Dosya içeriğinde yapılan incelemede, davacının ikamet adresinin “…. Mah… Cad. No:…. İç Kapı No:…. …. ” olduğu, davalının ikamet adresinin “…. Mah. …. Sk. No:… …. / İSTANBUL” olduğu, dava dosyasına konu borcun para borcu olduğu görülmekle; Türk Borçlar Kanunu hükümleri uyarınca borcun götürülecek borçlardan olması sebebi ile davacının ikamet adresinde dava açılabileceği gibi davalının ikametgah adresinde de açılabilecektir.

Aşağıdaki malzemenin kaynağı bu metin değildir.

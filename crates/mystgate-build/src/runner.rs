//! Builder subprocess execution.

use std::collections::VecDeque;
use std::path::PathBuf;
use std::process::{ExitStatus, Stdio};
use std::sync::Arc;

use tokio::io::{AsyncBufReadExt, AsyncRead, BufReader};
use tokio::process::Command;

use crate::BuildError;
use crate::coordinator::BuildSettings;
use crate::inject;

/// A single build of one project.
pub(crate) struct BuildJob {
    pub(crate) root: PathBuf,
    pub(crate) base_url: String,
    pub(crate) settings: Arc<BuildSettings>,
}

impl BuildJob {
    fn program(&self) -> &str {
        self.settings.command.first().map_or("builder", String::as_str)
    }
}

/// Last `capacity` output lines.
struct OutputTail {
    lines: VecDeque<String>,
    capacity: usize,
}

impl OutputTail {
    fn new(capacity: usize) -> Self {
        Self {
            lines: VecDeque::with_capacity(capacity),
            capacity: capacity.max(1),
        }
    }

    fn push(&mut self, line: String) {
        if self.lines.len() == self.capacity {
            self.lines.pop_front();
        }
        self.lines.push_back(line);
    }

    fn join(&self) -> String {
        self.lines
            .iter()
            .map(String::as_str)
            .collect::<Vec<_>>()
            .join("\n")
    }
}

/// Run the builder for `job`, reporting each non-empty output line.
///
/// stdout and stderr are consumed concurrently and merged in arrival order.
/// After a zero exit the entry file must exist, and the optional fragment
/// is injected into the produced HTML.
pub(crate) async fn execute(
    job: &BuildJob,
    mut on_line: impl FnMut(&str),
) -> Result<(), BuildError> {
    let settings = &job.settings;
    let program = job.program().to_owned();

    let mut child = Command::new(&program)
        .args(settings.command.iter().skip(1))
        .current_dir(&job.root)
        .env(&settings.base_url_env, &job.base_url)
        .stdin(Stdio::null())
        .stdout(Stdio::piped())
        .stderr(Stdio::piped())
        .spawn()
        .map_err(|source| BuildError::Spawn {
            program: program.clone(),
            source,
        })?;

    let mut stdout = child.stdout.take().map(LineReader::new);
    let mut stderr = child.stderr.take().map(LineReader::new);

    let mut tail = OutputTail::new(settings.log_lines);

    loop {
        let line = tokio::select! {
            line = next_line(&mut stdout), if stdout.is_some() => line,
            line = next_line(&mut stderr), if stderr.is_some() => line,
            else => break,
        };
        if let Some(line) = line {
            let line = line.trim_end();
            if !line.is_empty() {
                on_line(line);
                tail.push(line.to_owned());
            }
        }
    }

    let status = child.wait().await?;
    if !status.success() {
        return Err(BuildError::Failed {
            program,
            status: describe_status(status),
            output: tail.join(),
        });
    }

    let output_dir = job.root.join(&settings.output_dir);
    let entry = output_dir.join(&settings.entry_file);
    if !tokio::fs::try_exists(&entry).await.unwrap_or(false) {
        return Err(BuildError::MissingEntry(entry));
    }

    if let Some(fragment) = settings.inject.clone() {
        let injected =
            tokio::task::spawn_blocking(move || inject::inject_fragment(&output_dir, &fragment))
                .await
                .map_err(|e| BuildError::Aborted(e.to_string()))??;
        tracing::debug!(root = %job.root.display(), files = injected, "Injected rebuild button");
    }

    Ok(())
}

/// Builder output pipe read line by line.
///
/// Partial lines survive a cancelled read in `buf`, so the reader can sit in
/// a `select!` loop without losing output.
struct LineReader<R> {
    reader: BufReader<R>,
    buf: Vec<u8>,
}

impl<R: AsyncRead + Unpin> LineReader<R> {
    fn new(reader: R) -> Self {
        Self {
            reader: BufReader::new(reader),
            buf: Vec::new(),
        }
    }

    /// Next line, decoded lossily, or `None` at EOF.
    async fn next_line(&mut self) -> std::io::Result<Option<String>> {
        let read = self.reader.read_until(b'\n', &mut self.buf).await?;
        if read == 0 && self.buf.is_empty() {
            return Ok(None);
        }
        let line = String::from_utf8_lossy(&self.buf).into_owned();
        self.buf.clear();
        Ok(Some(line))
    }
}

/// Read the next line from an optional stream, closing it on EOF.
///
/// Non-UTF-8 output is replaced rather than treated as an error, so the pipe
/// keeps being drained and the builder never sees a closed pipe.
async fn next_line<R>(stream: &mut Option<LineReader<R>>) -> Option<String>
where
    R: AsyncRead + Unpin,
{
    let reader = stream.as_mut()?;
    loop {
        match reader.next_line().await {
            Ok(Some(line)) => return Some(line),
            Ok(None) => {
                *stream = None;
                return None;
            }
            Err(e) if e.kind() == std::io::ErrorKind::Interrupted => {}
            Err(e) => {
                tracing::warn!(error = %e, "Stopped reading builder output");
                *stream = None;
                return None;
            }
        }
    }
}

fn describe_status(status: ExitStatus) -> String {
    match status.code() {
        Some(code) => format!("exit code {code}"),
        None => status.to_string(),
    }
}

#[cfg(test)]
mod tests {
    use super::*;
    use pretty_assertions::assert_eq;

    fn sh_job(root: &std::path::Path, script: &str) -> BuildJob {
        BuildJob {
            root: root.to_path_buf(),
            base_url: "/user/alice/myst/docs".to_owned(),
            settings: Arc::new(BuildSettings {
                command: vec!["sh".to_owned(), "-c".to_owned(), script.to_owned()],
                ..BuildSettings::default()
            }),
        }
    }

    #[test]
    fn test_output_tail_keeps_last_lines() {
        let mut tail = OutputTail::new(2);
        tail.push("one".to_owned());
        tail.push("two".to_owned());
        tail.push("three".to_owned());
        assert_eq!(tail.join(), "two\nthree");
    }

    #[tokio::test]
    async fn test_execute_success_reports_lines() {
        let dir = tempfile::tempdir().unwrap();
        let job = sh_job(
            dir.path(),
            "echo starting; echo; echo warn >&2; \
             mkdir -p _build/html && echo '<body></body>' > _build/html/index.html",
        );

        let mut lines = Vec::new();
        execute(&job, |line| lines.push(line.to_owned()))
            .await
            .unwrap();

        lines.sort();
        assert_eq!(lines, vec!["starting", "warn"]);
    }

    #[tokio::test]
    async fn test_line_reader_decodes_lossily() {
        let mut reader = LineReader::new(&b"caf\xe9\nlast"[..]);

        assert_eq!(
            reader.next_line().await.unwrap().as_deref(),
            Some("caf\u{FFFD}\n")
        );
        assert_eq!(reader.next_line().await.unwrap().as_deref(), Some("last"));
        assert_eq!(reader.next_line().await.unwrap(), None);
    }

    #[tokio::test]
    async fn test_execute_tolerates_non_utf8_output() {
        let dir = tempfile::tempdir().unwrap();
        let job = sh_job(
            dir.path(),
            "printf 'caf\\351\\n'; i=0; while [ $i -lt 2000 ]; do echo line$i; i=$((i+1)); done; \
             mkdir -p _build/html && echo '<body></body>' > _build/html/index.html",
        );

        let mut lines = Vec::new();
        execute(&job, |line| lines.push(line.to_owned()))
            .await
            .unwrap();

        assert_eq!(lines.len(), 2001);
        assert_eq!(lines[0], "caf\u{FFFD}");
        assert_eq!(lines[2000], "line1999");
    }

    #[tokio::test]
    async fn test_execute_failure_keeps_non_utf8_tail() {
        let dir = tempfile::tempdir().unwrap();
        let job = sh_job(dir.path(), "printf 'bad \\351 byte\\n' >&2; echo 'template error'; exit 2");

        let err = execute(&job, |_| {}).await.unwrap_err();

        let message = err.to_string();
        assert!(message.contains("bad \u{FFFD} byte"), "{message}");
        assert!(message.contains("template error"), "{message}");
    }

    #[tokio::test]
    async fn test_execute_passes_base_url_and_cwd() {
        let dir = tempfile::tempdir().unwrap();
        let job = sh_job(
            dir.path(),
            "mkdir -p _build/html && printf '%s' \"$BASE_URL\" > _build/html/index.html",
        );

        execute(&job, |_| {}).await.unwrap();

        let written = std::fs::read_to_string(dir.path().join("_build/html/index.html")).unwrap();
        assert_eq!(written, "/user/alice/myst/docs");
    }

    #[tokio::test]
    async fn test_execute_failure_carries_output() {
        let dir = tempfile::tempdir().unwrap();
        let job = sh_job(dir.path(), "echo compiling; echo 'template error' >&2; exit 2");

        let err = execute(&job, |_| {}).await.unwrap_err();

        let message = err.to_string();
        assert!(message.contains("exit code 2"), "{message}");
        assert!(message.contains("template error"), "{message}");
    }

    #[tokio::test]
    async fn test_execute_failure_keeps_only_tail() {
        let dir = tempfile::tempdir().unwrap();
        let mut job = sh_job(dir.path(), "for i in 1 2 3 4 5; do echo line$i; done; exit 1");
        job.settings = Arc::new(BuildSettings {
            log_lines: 2,
            ..(*job.settings).clone()
        });

        let err = execute(&job, |_| {}).await.unwrap_err();

        match err {
            BuildError::Failed { output, .. } => assert_eq!(output, "line4\nline5"),
            other => panic!("unexpected error: {other}"),
        }
    }

    #[tokio::test]
    async fn test_execute_missing_entry() {
        let dir = tempfile::tempdir().unwrap();
        let job = sh_job(dir.path(), "echo done");

        let err = execute(&job, |_| {}).await.unwrap_err();

        assert!(matches!(err, BuildError::MissingEntry(_)));
    }

    #[tokio::test]
    async fn test_execute_spawn_failure() {
        let dir = tempfile::tempdir().unwrap();
        let mut job = sh_job(dir.path(), "");
        job.settings = Arc::new(BuildSettings {
            command: vec!["mystgate-no-such-builder".to_owned()],
            ..BuildSettings::default()
        });

        let err = execute(&job, |_| {}).await.unwrap_err();

        assert!(matches!(err, BuildError::Spawn { .. }));
        assert!(err.to_string().contains("mystgate-no-such-builder"));
    }

    #[tokio::test]
    async fn test_execute_injects_fragment() {
        let dir = tempfile::tempdir().unwrap();
        let mut job = sh_job(
            dir.path(),
            "mkdir -p _build/html && echo '<html><body>hi</body></html>' > _build/html/index.html",
        );
        job.settings = Arc::new(BuildSettings {
            inject: Some("<!--x-->".to_owned()),
            ..(*job.settings).clone()
        });

        execute(&job, |_| {}).await.unwrap();

        let html = std::fs::read_to_string(dir.path().join("_build/html/index.html")).unwrap();
        assert_eq!(html, "<html><body>hi<!--x--></body></html>\n");
    }

    #[tokio::test]
    async fn test_execute_inject_failure() {
        let dir = tempfile::tempdir().unwrap();
        let mut job = sh_job(
            dir.path(),
            "mkdir -p _build/html && echo '<body></body>' > _build/html/index.html \
             && echo '<div></div>' > _build/html/embed.html",
        );
        job.settings = Arc::new(BuildSettings {
            inject: Some("<!--x-->".to_owned()),
            ..(*job.settings).clone()
        });

        let err = execute(&job, |_| {}).await.unwrap_err();

        assert!(matches!(err, BuildError::MissingBodyTag(_)));
    }
}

Ayrıca yerleşik Yargıtay ve Bölge Adliye Mahkemeleri içtihatlarında da açıkça belirtildiği üzere başlatılan icra takibinde icra dairesinin yetkisine itiraz edilmemiş olmasının mahkemeyi yetkili mahkeme haline getirmediği, bu hali ile mahkeme yetkisine yönelik davalı vekilince yapılan itirazın usule uygun olduğu anlaşılmakla; davacının ve davalının yerleşim yerleri de göz önünde bulundurulduğunda, HMK 114 ve 115 maddeleri uyarınca yetkisizlik nedeni ile dava dilekçesinin reddine, davacının açtığı davada; yetkili ve görevli mahkemenin İstanbul Anadolu Asliye Ticaret Mahkemesi olması nedeni ile mahkememizin yetkisizliğine, 6100 Sayılı HMK’nun 20. maddesi gereğince taraflardan birinin yetkisizlik kararı süresi içinde kanun yoluna başvurulmayarak kesinleşmiş ise kararın kesinleştiği tarihten, kanun yoluna başvurulmuşsa bu başvurunun reddi kararının tebliğ tarihinden itibaren 2 hafta içerisinde mahkememize başvurarak dava dosyasının yetkili mahkemeye gönderilmesini talep etmelerinin gerektiğinin, aksi taktirde mahkememizce davanın açılmamış sayılmasına karar verileceğinin ihtaratına, HMK’nun 20 maddesi uyarınca kararın kesinleşmesini müteakip yasal iki haftalık sürede talepte bulunulduğunda dosyanın yetkili ve görevli İstanbul Anadolu Asliye Ticaret Mahkemesi’ne tevzi edilmek üzere İstanbul Anadolu Hukuk Mahkemeleri Tevzi Müdürlüğü’ne gönderilmesine dair karar verilerek aşağıdaki şekilde hüküm kurulmuştur.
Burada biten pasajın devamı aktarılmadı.